----- EXERCISE INPUTS -----

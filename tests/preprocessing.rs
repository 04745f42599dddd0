use std::collections::BTreeSet;

use arbor::lang::{Phrasal, Sentence, Token};
use arbor::models::RelationLookup;
use arbor::preprocessing::{
    DepRel, DepRelCollection, MorphTag, Preprocess, SentenceEncoder, TagCollection,
    TagRegistry, Vocab,
};

#[test]
fn test_vocab() {
    let mut vocab = Vocab::new();
    assert_eq!(vocab.size(), 2);
    assert_eq!(vocab.get("<>"), Vocab::SERVICE);
    assert_eq!(vocab.get("<unk>"), Vocab::UNKNOWN);
    assert_eq!(vocab.get("dog"), Vocab::UNKNOWN);

    let dog = vocab.add("dog".to_string());
    let cat = vocab.add("cat".to_string());
    assert_eq!(dog, 2);
    assert_eq!(cat, 3);
    assert_eq!(vocab.add("dog".to_string()), dog);
    assert_eq!(vocab.get("dog"), dog);
    assert_eq!(vocab.lookup(cat), Some("cat"));
    assert_eq!(vocab.lookup(99), None);
    assert_eq!(vocab.size(), 4);

    // a frequency counts the occurrences beyond the first one
    assert_eq!(vocab.freq(dog), Some(1));
    assert_eq!(vocab.freq(cat), Some(0));
    vocab.add("<>".to_string());
    vocab.add("<unk>".to_string());
    assert_eq!(vocab.freq(Vocab::SERVICE), Some(0));
    assert_eq!(vocab.freq(Vocab::UNKNOWN), Some(0));
}

#[test]
fn test_vocab_tags() {
    let mut vocab = Vocab::new();
    let dog = vocab.add("dog".to_string());
    assert!(vocab.tags(dog).is_none());
    vocab.record_tag(dog, 3);
    vocab.record_tag(dog, 5);
    vocab.record_tag(dog, 3);
    let tags = vocab.tags(dog).unwrap();
    assert_eq!(tags.len(), 2);
    assert!(tags.contains(&3));
    assert!(tags.contains(&5));
}

#[test]
fn test_vocab_serde() {
    let mut vocab = Vocab::new();
    let dog = vocab.add("dog".to_string());
    vocab.add("dog".to_string());
    vocab.record_tag(dog, 3);

    let json = serde_json::to_string(&vocab).unwrap();
    let restored: Vocab = serde_json::from_str(&json).unwrap();
    assert_eq!(restored.size(), vocab.size());
    assert_eq!(restored.get("dog"), dog);
    assert_eq!(restored.freq(dog), vocab.freq(dog));
    assert_eq!(restored.tags(dog), vocab.tags(dog));
    assert_eq!(restored.lookup(Vocab::UNKNOWN), Some("<unk>"));
}

#[test]
fn test_tag_registry() {
    let registry = TagRegistry::universal();
    assert_eq!(registry.pos_id("<>"), Some(0));
    assert_eq!(registry.pos_name(0), Some("<>"));
    let noun = registry.pos_id("noun").unwrap();
    assert_eq!(registry.pos_name(noun), Some("noun"));
    // lookups are exact; callers lowercase beforehand
    assert_eq!(registry.pos_id("NOUN"), None);
    assert_eq!(registry.pos_id("gerund"), None);

    let number = registry.feature_id("number").unwrap();
    assert_eq!(registry.feature_name(number), Some("number"));
    // one value id serves every feature that uses the name
    assert!(registry.value_id("imp").is_some());

    assert_eq!(registry.relation_id("root"), Some(0));
    let det = registry.relation_id("det").unwrap();
    assert_eq!(registry.relation_name(det), Some("det"));
    assert_eq!(registry.modifier_id(""), Some(0));
    assert!(registry.modifier_id("poss").is_some());

    assert_eq!(registry.service_pos(), 0);
    assert!(registry.unknown_pos() > 0);
    assert_eq!(registry.empty_modifier(), 0);
}

#[test]
fn test_morph_tag_distance() {
    let registry = TagRegistry::universal();
    let noun = registry.pos_id("noun").unwrap();
    let verb = registry.pos_id("verb").unwrap();
    let number = registry.feature_id("number").unwrap();
    let sing = registry.value_id("sing").unwrap();
    let plur = registry.value_id("plur").unwrap();

    let mut sing_noun = MorphTag::new(noun);
    sing_noun.set(number, sing);
    let mut plur_noun = MorphTag::new(noun);
    plur_noun.set(number, plur);

    assert_eq!(sing_noun.distance(&sing_noun), 0);
    assert_eq!(sing_noun.distance(&plur_noun), 1);
    assert_eq!(sing_noun.distance(&MorphTag::new(noun)), 1);
    assert_eq!(MorphTag::new(noun).distance(&MorphTag::new(verb)), 100);
    assert_eq!(sing_noun.distance(&MorphTag::new(verb)), 101);
}

#[test]
fn test_tag_collection() {
    let registry = TagRegistry::universal();
    let mut tags = TagCollection::new(&registry);
    assert_eq!(tags.len(), 2);
    assert_eq!(
        tags.get(TagCollection::SERVICE).unwrap().pos,
        registry.service_pos()
    );
    assert_eq!(
        tags.get(TagCollection::UNKNOWN).unwrap().pos,
        registry.unknown_pos()
    );

    let noun = registry.pos_id("noun").unwrap();
    let id = tags.intern(MorphTag::new(noun));
    assert_eq!(id, 2);
    assert_eq!(tags.intern(MorphTag::new(noun)), id);
    assert_eq!(tags.index_of(&MorphTag::new(noun)), Some(id));
    assert_eq!(tags.len(), 3);
}

#[test]
fn test_tag_collection_most_similar() {
    let registry = TagRegistry::universal();
    let mut tags = TagCollection::new(&registry);
    let noun = registry.pos_id("noun").unwrap();
    let verb = registry.pos_id("verb").unwrap();
    let number = registry.feature_id("number").unwrap();
    let sing = registry.value_id("sing").unwrap();

    let mut sing_noun = MorphTag::new(noun);
    sing_noun.set(number, sing);
    let bare_noun = tags.intern(MorphTag::new(noun));
    let bare_verb = tags.intern(MorphTag::new(verb));
    let exact = tags.intern(sing_noun.clone());

    let mut candidates = BTreeSet::new();
    assert_eq!(tags.most_similar(&sing_noun, &candidates), None);
    candidates.insert(bare_noun);
    candidates.insert(bare_verb);
    assert_eq!(tags.most_similar(&sing_noun, &candidates), Some(bare_noun));
    candidates.insert(exact);
    assert_eq!(tags.most_similar(&sing_noun, &candidates), Some(exact));
}

#[test]
fn test_dep_rel_collection() {
    let registry = TagRegistry::universal();
    let mut rels = DepRelCollection::new(&registry);
    assert_eq!(rels.len(), 1);
    assert_eq!(
        registry.relation_name(rels.get(DepRelCollection::ROOT).unwrap().relation),
        Some("root")
    );

    let det = DepRel {
        relation: registry.relation_id("det").unwrap(),
        modifier: registry.empty_modifier(),
        head_before: false,
    };
    let id = rels.intern(det);
    assert_eq!(id, 1);
    assert_eq!(rels.intern(det), id);
    assert_eq!(rels.index_of(&det), Some(id));

    // attachment direction is part of the identity
    let mut det_before = det;
    det_before.head_before = true;
    assert_ne!(rels.intern(det_before), id);

    assert_eq!(rels.root_relation(), DepRelCollection::ROOT);
    assert_eq!(rels.head_before(id), Some(false));
    assert_eq!(rels.head_before(99), None);
}

fn training_sentence() -> Sentence<Token<'static>> {
    Sentence::from_tokens(vec![
        Token::new(
            1,
            "The",
            Some("the"),
            Some("DET"),
            Some("Definite=Def|PronType=Art"),
            Some(2),
            Some("det"),
        ),
        Token::new(
            2,
            "dog",
            Some("dog"),
            Some("NOUN"),
            Some("Number=Sing"),
            Some(3),
            Some("nsubj"),
        ),
        Token::new(3, "barks", Some("bark"), Some("VERB"), None, Some(0), Some("root")),
    ])
}

#[test]
fn test_encoder_fit() {
    let mut encoder = SentenceEncoder::default();
    let encoded = encoder
        .fit_transform(vec![training_sentence()].into_iter())
        .collect::<Vec<_>>();
    assert_eq!(encoded.len(), 1);
    let ids = &encoded[0];

    assert_eq!(ids[0].word, 2);
    assert_eq!(ids[0].lemma, 2);
    assert_eq!(ids[0].tag, 2);
    assert_eq!(ids[0].head, Some(2));
    assert_eq!(ids[0].rel, 1);

    assert_eq!(ids[1].word, 3);
    assert_eq!(ids[1].lemma, 3);
    assert_eq!(ids[1].tag, 3);
    assert_eq!(ids[1].head, Some(3));
    assert_eq!(ids[1].rel, 2);

    assert_eq!(ids[2].word, 4);
    assert_eq!(ids[2].lemma, 5);
    assert_eq!(ids[2].tag, 4);
    assert_eq!(ids[2].head, Some(0));
    assert_eq!(ids[2].rel, DepRelCollection::ROOT);

    // forms are lowercased before interning
    assert_eq!(encoder.vocab().lookup(2), Some("the"));
    assert_eq!(encoder.vocab().lookup(5), Some("bark"));
    assert_eq!(encoder.tags().len(), 5);
    assert_eq!(encoder.relations().len(), 3);
    // both encoded relations attach the head on the right
    assert_eq!(encoder.relations().head_before(1), Some(false));
    assert_eq!(encoder.relations().head_before(2), Some(false));
}

#[test]
fn test_encoder_transform() {
    let mut encoder = SentenceEncoder::default();
    encoder.fit(vec![training_sentence()].into_iter());

    let unseen = Sentence::from_tokens(vec![
        Token::new(
            1,
            "THE",
            None,
            Some("DET"),
            Some("Definite=Def|PronType=Art"),
            Some(2),
            Some("det"),
        ),
        Token::new(
            2,
            "dog",
            None,
            Some("NOUN"),
            Some("Number=Plur"),
            Some(3),
            Some("nsubj"),
        ),
        Token::new(3, "naps", None, Some("VERB"), None, Some(2), Some("amod")),
    ]);
    let encoded = encoder
        .transform(vec![unseen].into_iter())
        .collect::<Vec<_>>();
    let ids = &encoded[0];

    // case folding finds the known form; a missing lemma falls back to it
    assert_eq!(ids[0].word, 2);
    assert_eq!(ids[0].lemma, 2);
    assert_eq!(ids[0].tag, 2);
    assert_eq!(ids[0].rel, 1);

    // the plural tag was never seen, the nearest tag of "dog" wins
    assert_eq!(ids[1].word, 3);
    assert_eq!(ids[1].tag, 3);

    // unknown form, and a relation that was never interned drops the head
    assert_eq!(ids[2].word, Vocab::UNKNOWN);
    assert_eq!(ids[2].tag, 4);
    assert_eq!(ids[2].head, None);
    assert_eq!(ids[2].rel, DepRelCollection::ROOT);

    // transform interns nothing
    assert_eq!(encoder.vocab().size(), 6);
    assert_eq!(encoder.relations().len(), 3);
}

#[test]
fn test_encoder_unusable_annotations() {
    let mut encoder = SentenceEncoder::default();
    let sentence = Sentence::from_tokens(vec![
        Token::new(1, "Hello", None, Some("INTJ"), None, None, None),
        Token::new(2, "blue", None, None, None, Some(1), Some("frobnicate")),
    ]);
    let encoded = encoder
        .fit_transform(vec![sentence].into_iter())
        .collect::<Vec<_>>();
    let ids = &encoded[0];

    // no head annotation at all
    assert_eq!(ids[0].head, None);
    assert_eq!(ids[0].rel, DepRelCollection::ROOT);
    assert_eq!(ids[0].tag, 2);

    // the relation name is outside the registry, so the head is unusable
    assert_eq!(ids[1].head, None);
    assert_eq!(ids[1].rel, DepRelCollection::ROOT);
    // absent POS maps to the unknown tag
    assert_eq!(ids[1].tag, TagCollection::UNKNOWN);
    assert_eq!(encoder.relations().len(), 1);
}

-----

Where a line in the material above holds "candidates", copy that line.

EXERCISE SOLUTION »
    let mut candidates = BTreeSet::new();
    assert_eq!(tags.most_similar(&sing_noun, &candidates), None);
    candidates.insert(bare_noun);
    candidates.insert(bare_verb);
    assert_eq!(tags.most_similar(&sing_noun, &candidates), Some(bare_noun));
    candidates.insert(exact);
    assert_eq!(tags.most_similar(&sing_noun, &candidates), Some(exact));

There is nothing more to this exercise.